Most animal life begins with the union of a sperm and an egg. The newly formed zygote develops under precise regulation, undergoing in vivo reprogramming to gain the potential to become any cell type and eventually a whole organism. While we have gained some understanding of this process, many of the underlying mechanisms remain unknown. For example, what are the factors and regulatory networks that orchestrate reprogramming and differentiation? And what happens when these regulators malfunction?

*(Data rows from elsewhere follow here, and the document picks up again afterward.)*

//! 应用入口 - 编排层
//!
//! ## 职责
//!
//! 1. **应用初始化**：运行日志、本地存储、候选人资料、浏览器
//! 2. **上下文装配**：消息桥、页面执行者、控制端、可选的交接通道
//! 3. **界面**：发出开始请求，打印进度，Ctrl+C 请求停止
//! 4. **收尾**：等待状态推送完成，输出统计

use anyhow::{Context, Result};
use chromiumoxide::Browser;
use std::sync::Arc;
use tokio::sync::Mutex;
use tokio::task::JoinHandle;
use tracing::{error, info, warn};

use crate::actor::PageContext;
use crate::bridge::{Bridge, BridgeSender, ContextId, HandoffChannel, Inbox, Message};
use crate::browser;
use crate::clients::BackendClient;
use crate::config::Config;
use crate::infrastructure::{ChromePage, JsExecutor, PageDriver};
use crate::models::{JobDescriptor, ProfileOrigin, ProgressEvent, RunSummary};
use crate::orchestrator::controller::Controller;
use crate::orchestrator::queue_runner::RunnerSettings;
use crate::services::{LocalStore, ProfileResolver, RemoteStatusSink, StatusReporter};
use crate::utils::logging;
use crate::workflow::ApplyFlow;

/// 应用主结构
pub struct App {
    config: Config,
    _browser: Browser,
    store: LocalStore,
    backend: BackendClient,
    reporter: StatusReporter,
    session_id: Option<String>,
    ui_sender: BridgeSender,
    ui_inbox: Inbox,
    _controller: JoinHandle<()>,
    handoff: Option<JoinHandle<()>>,
}

impl App {
    /// 初始化应用
    pub async fn initialize(config: Config) -> Result<Self> {
        logging::init_log_file(&config.output_log_file)?;
        logging::log_startup(&config);

        let store = LocalStore::open(&config.store_path)
            .with_context(|| format!("无法打开本地存储 {}", config.store_path))?;
        let backend = BackendClient::from_config(&config);

        let session_id = match config.session_id.clone() {
            Some(id) => {
                if let Err(e) = store.set_session_id(&id) {
                    warn!("保存会话 ID 失败: {}", e);
                }
                Some(id)
            }
            None => store.session_id().unwrap_or_default(),
        };

        let resolved = ProfileResolver::new(&store, config.use_fallback_profile)
            .with_backend(&backend, config.backend_token.as_deref())
            .with_resume(config.resume_path.clone())
            .resolve()
            .await?;
        if resolved.origin == ProfileOrigin::Fallback {
            warn!("⚠️ 本次运行使用的是兜底资料，提交前请确认");
        }

        // 连接浏览器
        let (browser, page) = browser::acquire_browser(&config).await?;
        let driver: Arc<dyn PageDriver> = Arc::new(ChromePage::new(JsExecutor::new(page)));

        // 装配三个上下文
        let bridge = Bridge::new();
        let mut context = PageContext::new(driver, bridge.clone(), ApplyFlow::from_config(&config));
        context.attach_actor();

        let remote: Arc<dyn RemoteStatusSink> = Arc::new(backend.clone());
        let reporter = StatusReporter::new(store.clone(), Some(remote));

        let (controller_sender, controller_inbox) = bridge.attach(ContextId::Controller).split();
        let controller = Controller::new(
            Arc::new(Mutex::new(context)),
            controller_sender,
            reporter.clone(),
            resolved.profile,
            RunnerSettings::from_config(&config),
        )
        .with_session_id(session_id.clone());
        let controller_task = tokio::spawn(async move { controller.serve(controller_inbox).await });

        let (ui_sender, ui_inbox) = bridge.attach(ContextId::Ui).split();

        let handoff = match &config.handoff_page_url {
            Some(url) => {
                let host_page = browser::open_page(&browser, url).await?;
                let channel = HandoffChannel::new(store.clone(), bridge.sender_as(ContextId::Ui));
                Some(channel.serve_on_page(host_page).await?)
            }
            None => None,
        };

        Ok(Self {
            config,
            _browser: browser,
            store,
            backend,
            reporter,
            session_id,
            ui_sender,
            ui_inbox,
            _controller: controller_task,
            handoff,
        })
    }

    /// 运行应用主逻辑
    pub async fn run(mut self) -> Result<()> {
        let jobs = self.load_jobs().await;

        if jobs.is_empty() {
            if self.handoff.is_none() {
                warn!("⚠️ 没有待投递的岗位，程序结束");
                return Ok(());
            }
            info!("⏳ 没有待投递的岗位，等待宿主页面交来岗位...");
        } else {
            logging::log_jobs_loaded(jobs.len(), self.config.inter_job_delay_ms);
            self.ui_sender.notify(
                ContextId::Controller,
                Message::StartJobAutomation {
                    jobs,
                    session_id: self.session_id.clone(),
                },
            );
        }

        let summary = self.watch_progress().await;

        self.reporter.flush().await;
        if let Some(summary) = summary {
            logging::print_final_stats(&summary, &self.config.output_log_file);
        }
        if let Some(handoff) = self.handoff.take() {
            handoff.abort();
        }
        Ok(())
    }

    /// 会话 ID 存在时从后端拉取，否则使用本地选中的岗位
    async fn load_jobs(&self) -> Vec<JobDescriptor> {
        info!("\n📁 正在加载待投递的岗位...");
        if let Some(session_id) = &self.session_id {
            match self.backend.fetch_jobs(session_id).await {
                Ok(jobs) => {
                    if let Err(e) = self.store.set_jobs(&jobs) {
                        warn!("保存岗位列表失败: {}", e);
                    }
                    return jobs;
                }
                Err(e) => warn!("⚠️ 从后端加载岗位失败，改用本地选中的岗位: {}", e),
            }
        }
        self.store.selected_jobs().unwrap_or_else(|e| {
            error!("读取本地选中的岗位失败: {}", e);
            Vec::new()
        })
    }

    /// 界面循环：打印进度，第一次 Ctrl+C 请求停止，第二次直接退出
    async fn watch_progress(&mut self) -> Option<RunSummary> {
        let mut stop_requested = false;
        loop {
            tokio::select! {
                envelope = self.ui_inbox.recv() => {
                    let envelope = envelope?;
                    match envelope.message {
                        Message::Progress { event } => print_progress(&event),
                        Message::AutomationFinished { summary } => return Some(summary),
                        Message::StartRejected { reason } => {
                            error!("❌ 开始请求被拒绝: {}", reason);
                            return None;
                        }
                        _ => {}
                    }
                }
                _ = tokio::signal::ctrl_c() => {
                    if stop_requested {
                        warn!("再次收到 Ctrl+C，立即退出");
                        return None;
                    }
                    stop_requested = true;
                    info!("⏹ 收到 Ctrl+C，当前岗位完成后停止（再按一次立即退出）");
                    self.ui_sender.notify(ContextId::Controller, Message::StopJobAutomation);
                }
            }
        }
    }
}

fn print_progress(event: &ProgressEvent) {
    info!(
        "📈 [{}/{}] #{} {} → {} ({})",
        event.index + 1,
        event.total,
        event.job.id,
        logging::truncate_text(&event.job.title, 30),
        event.status,
        event.message
    );
}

Answering these questions not only helps us decode how life begins but also provides critical insights into disease, including cancer. To address them, our lab uses zebrafish as a model organism and integrates advanced genetics, genomics, and imaging approaches. We focus on two main areas:

• Development: DNA is normally wrapped around histones, forming a “closed” chromatin structure that restricts access to genes. Certain transcription factors, known as pioneer factors, can open this closed chromatin and allow genes to be activated. Because chromatin opening is thought to be the first step in gene regulation, pioneer factors are likely to play key roles in development. However, only a few pioneer factors are known. We aim to uncover the pioneering networks that drive in vivo reprogramming and differentiation. How do pioneer factors regulate chromatin, from DNA to 3D genome architecture, to orchestrate the developmental rhythm? And how does chromatin itself influence pioneer factor activity and specificity?
• Disease: What happens when pioneer factors malfunction? Many pioneer factors are implicated in cancer. We study how oncogenic pioneer factors, or pioneer factors with oncogenic mutations, drive tumor formation. By understanding their mechanisms, we aim to explore whether disrupting their activity could help prevent or treat cancer.